Evening Reception: Laurel Nakadate + Elisabeth Smolarz

Lunder Arts Center 1801 Massachusetts Ave. Cambridge MA 02138

Add to Calendar 2023-10-19 18:00 2023-10-19 20:00 America/New_York Evening Reception: Laurel Nakadate + Elisabeth Smolarz Celebrating two important artists and their work Porter Campus

Please join Lesley Art + Design as we celebrate two exhibitions at the Lunder Arts Center. On Thursday, October 19, from 6-8pm The Office of Exhibitions will be hosting an evening reception for the exhibits "The Kingdom" featuring work by Laurel Nakadate, and "Méllonece" featuring work by Elisabeth Smolarz. The reception is free, and both artists will be in attendance.

Exhibition Information:

In her series The Kingdom artist Laurel Nakadate focuses on familial histories—both real and imagined.
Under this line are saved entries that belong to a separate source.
use std::sync::Arc;
use tracing::{debug, instrument};

use crate::artifact::{CodeArtifact, Diagnostic, Stage};
use crate::error::{StudioError, StudioResult};
use crate::model::CodeModel;
use crate::prompt::{extract_code, improve_request};
use crate::session::SessionContext;

/// A refined candidate and whether it differs from its input.
#[derive(Debug, Clone, PartialEq, Eq)]
pub struct Improvement {
    pub code: CodeArtifact,
    pub was_improved: bool,
}

/// Proposes a refined version of working code, either unprompted or guided by
/// user feedback.
pub struct ImproveEngine {
    model: Arc<dyn CodeModel>,
}

impl ImproveEngine {
    pub fn new(model: Arc<dyn CodeModel>) -> Self {
        Self { model }
    }

    #[instrument(name = "improve.improve", skip_all, fields(guided = feedback.is_some()))]
    pub async fn improve(
        &self,
        code: &CodeArtifact,
        feedback: Option<&str>,
        context: &SessionContext,
    ) -> StudioResult<Improvement> {
        let reply = self
            .model
            .complete(&improve_request(code, feedback, context))
            .await?;

        let source = extract_code(&reply)
            .filter(|s| !s.trim().is_empty())
            .ok_or_else(|| {
                StudioError::GenerationFailed(
                    Diagnostic::fixable(Stage::Improve, "model response did not contain animation code")
                        .with_raw_output(reply.clone()),
                )
            })?;

        let candidate = CodeArtifact::new(source);
        let was_improved = !candidate.same_as(code);
        debug!(was_improved, "improvement proposed");
        Ok(Improvement {
            code: if was_improved { candidate } else { code.clone() },
            was_improved,
        })
    }
}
Taking its title from the last words spoken to the artist by her mother, who died shortly after the birth of Nakadate’s son in the summer of 2016, the exhibition centers on a series of thirty-four photographs in which Nakadate envisions a physical connection between her son and his grandmother who never had the opportunity to hold him.

In the creation of this series, Nakadate hired technicians to merge photographs of her mother, spanning the course of her life, with images of her infant son. Her only direction to these technicians was to place the baby in the woman’s arms. These altered photographs imagine a history and a future that cannot exist.

Alongside the The Kingdom, Nakadate exhibits selections from her Strangers & Relations series. By utilizing genealogical testing, she discovered previously unknown family members across the US. She then wrote to distant cousins on DNA websites and soon arranged to meet them at night, in order to make their portraits. Nakadate’s subjects appeared without prior instructions, choosing their own clothing and/or props. In these portraits of strangers, Nakadate presents a newly developed and complex family album.

In the exhibition Méllocene, meaning “future memories,” Elisabeth Smolarz grapples with the current age of mass extinction faced by endangered species. Her process includes inserting information into the source codes of public domain images. The resulting photographs and videos appear fragmented, evoking the sense of artifacts unearthed by future archaeologists many centuries from now. Each piece bears titles like "Rhino. Extinct in 2025" and "Tiger. Extinct in 2029," carrying an ominous premonition of these species becoming mere memories on a planet suffering from a severe loss of animal and plant diversity.

The exhibition serves as a symbolic reminder of our disconnection from the natural world. and the underlying grief stemming from the ongoing daily loss of hundreds of plant and animal species who coexist with us on this planet.